Two articles, one in Brain, Child magazine, and the other in either the NYTimes or the WashPost (I forget which), intersected for me this week. Brain, Child, which calls itself "the magazine for thinking mothers" and is much more intelligent than any other parenting magazine I've ever looked at, had an article on mothers and public scolding. Examples given were mothers who didn't notice an older child had undone their seatbelt in the back seat, a mother who ran into a store for a second on a cool day, leaving her kids in a locked car after removing the keys, and some other issues, like a crying baby in a restaurant. In all cases, complete strangers ripped these mothers a new one. And felt justified in doing it.

One of those two daily newspapers I read had an article about some group or the government or whatever now mounting a public health campaign about breastfeeding. I am a loyal advocate of breastfeeding and do feel that it is in the best health interests of both mother and baby alike to do so. HOWEVER, I've also noticed that the lacto-nazis are getting out of control, and not just with this new proposal. Even though I am a proponent of breastfeeding, I was still while in hospital, emotionally pressured by the Lamaze types to pump and store milk so that I would never, I repeat, never give my child a bottle of formula when left with a babysitter, or so that my husband could take a night feeding, etc.

This strikes me as a little over the top. Infant formula is actually a much better product than it was even a decade ago, and it's been what's been keeping Robert alive for the last eight years. And thriving, healthwise. If you can do it, breast is best, but there are plenty of women who are simply not able to do it--women under pressure to return to work early (that's another story of injustice), women who for genetic or health reasons do not produce enough milk to feed their infants themselves, women who develop health complications while breastfeeding and need to stop. And occasionally babies who do not tolerate mother's milk and are best off on a soy-based formula.

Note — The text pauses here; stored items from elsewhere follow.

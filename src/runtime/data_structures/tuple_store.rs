use crate::runtime::{
    data_structures::{contextual_data::ContextualData, value::Value},
    error::{self, ErrorKind, ScriptError},
};
use std::{
    cell::RefCell,
    collections::HashMap,
    fmt::{self, Display, Formatter},
    rc::Rc,
};

/// Name of the predefined tuple holding `true`.
pub const TRUE_TUPLE: &str = "true";

/// Name of the predefined tuple holding `false`.
pub const FALSE_TUPLE: &str = "false";

/// Name of the tuple holding the result of the last top level command.
pub const RESULT_TUPLE: &str = "?";

/// A mutable value cell, optionally named.  The same name always refers to the same cell;
/// assigning replaces the value, never the cell.
#[derive(Debug, Clone, PartialEq)]
pub struct Tuple {
    key: Option<String>,
    value: Value,
}

/// Tuples are shared between the named map and the stack, so they're handled by reference.
pub type TuplePtr = Rc<RefCell<Tuple>>;

impl Tuple {
    /// Create a named tuple.
    pub fn new_named(key: &str, value: Value) -> TuplePtr {
        Rc::new(RefCell::new(Tuple {
            key: Some(key.to_string()),
            value,
        }))
    }

    /// Create a tuple with no name, the kind that lives only on the stack.
    pub fn new_anonymous(value: Value) -> TuplePtr {
        Rc::new(RefCell::new(Tuple { key: None, value }))
    }

    /// The tuple's name, if it has one.
    pub fn key(&self) -> Option<&str> {
        self.key.as_deref()
    }

    /// The current value.
    pub fn value(&self) -> &Value {
        &self.value
    }

    /// Replace the value held by the cell.
    pub fn set_value(&mut self, value: Value) {
        self.value = value;
    }
}

/// One layer of named tuples.
type TupleMap = HashMap<String, TuplePtr>;

/// The session's variables.  Named tuples live in a global map with a stack of local layers above
/// it for function bodies, and anonymous tuples live on a LIFO stack that commands use to hand
/// results to one another.  The two structures share the tuple type but are otherwise
/// independent.
pub struct TupleStore {
    globals: TupleMap,
    locals: Vec<TupleMap>,
    stack: Vec<TuplePtr>,
}

impl Default for TupleStore {
    fn default() -> Self {
        Self::new()
    }
}

/// Local layers come and go with function invocations.
impl ContextualData for TupleStore {
    fn mark_context(&mut self) {
        self.locals.push(TupleMap::new());
    }

    fn release_context(&mut self) {
        let _ = self.locals.pop();
    }
}

/// List the visible named tuples, one per line, sorted by name.
impl Display for TupleStore {
    fn fmt(&self, formatter: &mut Formatter) -> fmt::Result {
        for name in self.names() {
            if let Some(tuple) = self.get(&name) {
                let tuple = tuple.borrow();

                // A name bound to another name's tuple, a function's tuple argument for example.
                if let Some(key) = tuple.key()
                    && key != name
                {
                    write!(formatter, "@{} -> ", name)?;
                }

                writeln!(
                    formatter,
                    "@{} = {} ({})",
                    tuple.key().unwrap_or(name.as_str()),
                    tuple.value(),
                    tuple.value().type_name()
                )?;
            }
        }

        Ok(())
    }
}

impl TupleStore {
    /// Create a store holding only the predefined tuples.
    pub fn new() -> TupleStore {
        let mut store = TupleStore {
            globals: TupleMap::new(),
            locals: Vec::new(),
            stack: Vec::new(),
        };

        let _ = store.set(TRUE_TUPLE, Value::Bool(true));
        let _ = store.set(FALSE_TUPLE, Value::Bool(false));

        store
    }

    /// Find the visible tuple of the given name.  Local layers are searched innermost first, then
    /// the globals.  A missing name is a normal outcome, not an error.
    pub fn get(&self, name: &str) -> Option<TuplePtr> {
        self.locals
            .iter()
            .rev()
            .chain(std::iter::once(&self.globals))
            .find_map(|layer| layer.get(name))
            .cloned()
    }

    /// Does a tuple of this name exist?
    pub fn exists(&self, name: &str) -> bool {
        self.get(name).is_some()
    }

    /// Assign a value by name.  An existing visible tuple keeps its identity and just takes the
    /// new value, otherwise a new global tuple is created.
    pub fn set(&mut self, name: &str, value: Value) -> TuplePtr {
        if let Some(tuple) = self.get(name) {
            tuple.borrow_mut().set_value(value);
            return tuple;
        }

        let tuple = Tuple::new_named(name, value);
        let _ = self.globals.insert(name.to_string(), tuple.clone());

        tuple
    }

    /// Create a tuple in the innermost local layer, shadowing any outer tuple of the same name.
    /// Returns None when no local layer is active.
    pub fn declare_local(&mut self, name: &str, value: Value) -> Option<TuplePtr> {
        let layer = self.locals.last_mut()?;
        let tuple = Tuple::new_named(name, value);
        let _ = layer.insert(name.to_string(), tuple.clone());

        Some(tuple)
    }

    /// Bind a name in the innermost local layer to an existing tuple, so both names reach the same
    /// cell.  Returns false when no local layer is active.
    pub fn alias_local(&mut self, name: &str, tuple: TuplePtr) -> bool {
        match self.locals.last_mut() {
            Some(layer) => {
                let _ = layer.insert(name.to_string(), tuple);
                true
            }

            None => false,
        }
    }

    /// Is there a local layer to declare into?
    pub fn has_local_context(&self) -> bool {
        !self.locals.is_empty()
    }

    /// Remove the innermost visible tuple of the given name.  Returns whether one was found.
    pub fn delete(&mut self, name: &str) -> bool {
        for layer in self.locals.iter_mut().rev() {
            if layer.remove(name).is_some() {
                return true;
            }
        }

        self.globals.remove(name).is_some()
    }

    /// The sorted names of all visible tuples.
    pub fn names(&self) -> Vec<String> {
        let mut names: Vec<String> = self
            .locals
            .iter()
            .chain(std::iter::once(&self.globals))
            .flat_map(|layer| layer.keys().cloned())
            .collect();

        names.sort();
        names.dedup();
        names
    }

    /// Push a tuple onto the stack.
    pub fn push(&mut self, tuple: TuplePtr) {
        self.stack.push(tuple);
    }

    /// Push a value onto the stack in a fresh anonymous tuple.
    pub fn push_value(&mut self, value: Value) {
        self.push(Tuple::new_anonymous(value));
    }

    /// Pop the top tuple off the stack.  An empty stack is an error, never a silent default.
    pub fn pop(&mut self) -> error::Result<TuplePtr> {
        match self.stack.pop() {
            Some(tuple) => Ok(tuple),
            None => ScriptError::new(ErrorKind::Resolution, "Tuple stack underflow.").into_result(),
        }
    }

    /// Look at a tuple on the stack without removing it, 0 being the top.
    pub fn peek(&self, index: usize) -> Option<&TuplePtr> {
        self.stack.len().checked_sub(index + 1).map(|at| &self.stack[at])
    }

    /// Remove the tuple at the given depth, 0 being the top.
    pub fn remove(&mut self, index: usize) -> error::Result<TuplePtr> {
        match self.stack.len().checked_sub(index + 1) {
            Some(at) => Ok(self.stack.remove(at)),
            None => {
                let message = format!(
                    "Index {} out of range of tuple stack depth {}.",
                    index,
                    self.stack.len()
                );

                ScriptError::new(ErrorKind::Resolution, message).into_result()
            }
        }
    }

    /// How many tuples are on the stack.
    pub fn depth(&self) -> usize {
        self.stack.len()
    }

    /// Drop everything on the stack.
    pub fn clear(&mut self) {
        self.stack.clear();
    }

    /// The stack from bottom to top.
    pub fn stack(&self) -> &[TuplePtr] {
        &self.stack
    }
}

#[cfg(test)]
mod tests {
    use super::*;

    #[test]
    fn predefined_tuples_exist() {
        let store = TupleStore::new();

        assert_eq!(store.get("true").unwrap().borrow().value(), &Value::Bool(true));
        assert_eq!(store.get("false").unwrap().borrow().value(), &Value::Bool(false));
        assert!(store.get("missing").is_none());
    }

    #[test]
    fn set_keeps_cell_identity() {
        let mut store = TupleStore::new();
        let first = store.set("x", Value::Int(1));
        let second = store.set("x", Value::Int(2));

        assert!(Rc::ptr_eq(&first, &second));
        assert_eq!(first.borrow().value(), &Value::Int(2));
    }

    #[test]
    fn locals_shadow_and_release() {
        let mut store = TupleStore::new();
        let _ = store.set("x", Value::Int(1));

        store.mark_context();
        let _ = store.declare_local("x", Value::Int(2));
        let _ = store.set("y", Value::Int(3));

        assert_eq!(store.get("x").unwrap().borrow().value(), &Value::Int(2));

        store.release_context();

        assert_eq!(store.get("x").unwrap().borrow().value(), &Value::Int(1));
        assert!(store.exists("y"));
        assert!(store.declare_local("z", Value::None).is_none());
    }

    #[test]
    fn aliases_reach_the_outer_cell_past_locals() {
        let mut store = TupleStore::new();
        let outer = store.set("x", Value::Int(1));

        assert!(!store.alias_local("///1", outer.clone()));

        store.mark_context();
        assert!(store.alias_local("///1", outer.clone()));
        let _ = store.declare_local("x", Value::Int(2));
        let _ = store.set("///1", Value::Int(3));

        assert_eq!(store.get("x").unwrap().borrow().value(), &Value::Int(2));
        assert!(store.to_string().contains("@///1 -> @x = 3 (int)"));

        store.release_context();

        assert!(Rc::ptr_eq(&store.get("x").unwrap(), &outer));
        assert_eq!(outer.borrow().value(), &Value::Int(3));
        assert!(!store.exists("///1"));
    }

    #[test]
    fn stack_is_lifo_and_reports_underflow() {
        let mut store = TupleStore::new();

        store.push_value(Value::Int(1));
        store.push_value(Value::Int(2));

        assert_eq!(store.peek(1).unwrap().borrow().value(), &Value::Int(1));
        assert_eq!(store.pop().unwrap().borrow().value(), &Value::Int(2));
        assert_eq!(store.pop().unwrap().borrow().value(), &Value::Int(1));
        assert!(store.pop().is_err());
        assert!(store.remove(0).is_err());
    }
}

Yes, we've just concluded a period where women who breastfeed in public are scolded or asked to leave restaurants, etc., but I hardly think we need to begin another period in which women with a bottle of formula are subject to public scolding and humiliation. Choice is choice. If you can choose to carry or terminate a pregnancy, you should be able to choose how you will feed your child, using your own best judgment. Yes, women should receive information from their pediatricians explaining the benefits of breastfeeding--but the decision to start or stop or discontinue should be between a woman and her doctors.

The lingering stereotype of women who use formula is the same as all other forms of mater-misogyny: that selfish woman! How dare she feed her baby with formula because--irrational hypothesis a--she doesn't want to 'ruin' her breasts--irrational hypothesis b--she's lazy and irresponsible--irrational hypothesis c--she's more concerned about what's convenient for her, rather than what's good for her baby.

There are a lot of benefits to breastfeeding: health benefits for mother and child, the deepening of close emotional bonds, the financial savings from forgoing formula. But there are downsides, too: the need to pump at work to keep up a milk supply or if you take a trip, the inability to go anywhere without your kid, inability to really share feedings equally with your male (or female) partner (especially at night), and, lastly and honestly, breastfeeding is really, really tiring. You don't get your normal hormonal balance and energy back until you stop. It's a big decision and women should be able to make it on their own, based on the needs of their families.

1 comment:

Valérie Bédard said...

I'm a family physician who once had a pre and post-natal clinic ( though I don't deliver the babies...). One of my patients was so brain-washed by the lacto-nazis she had a post-partum depression because she could not breat-feed her child.
First thing I say now to a pregnant woman is to beware of them!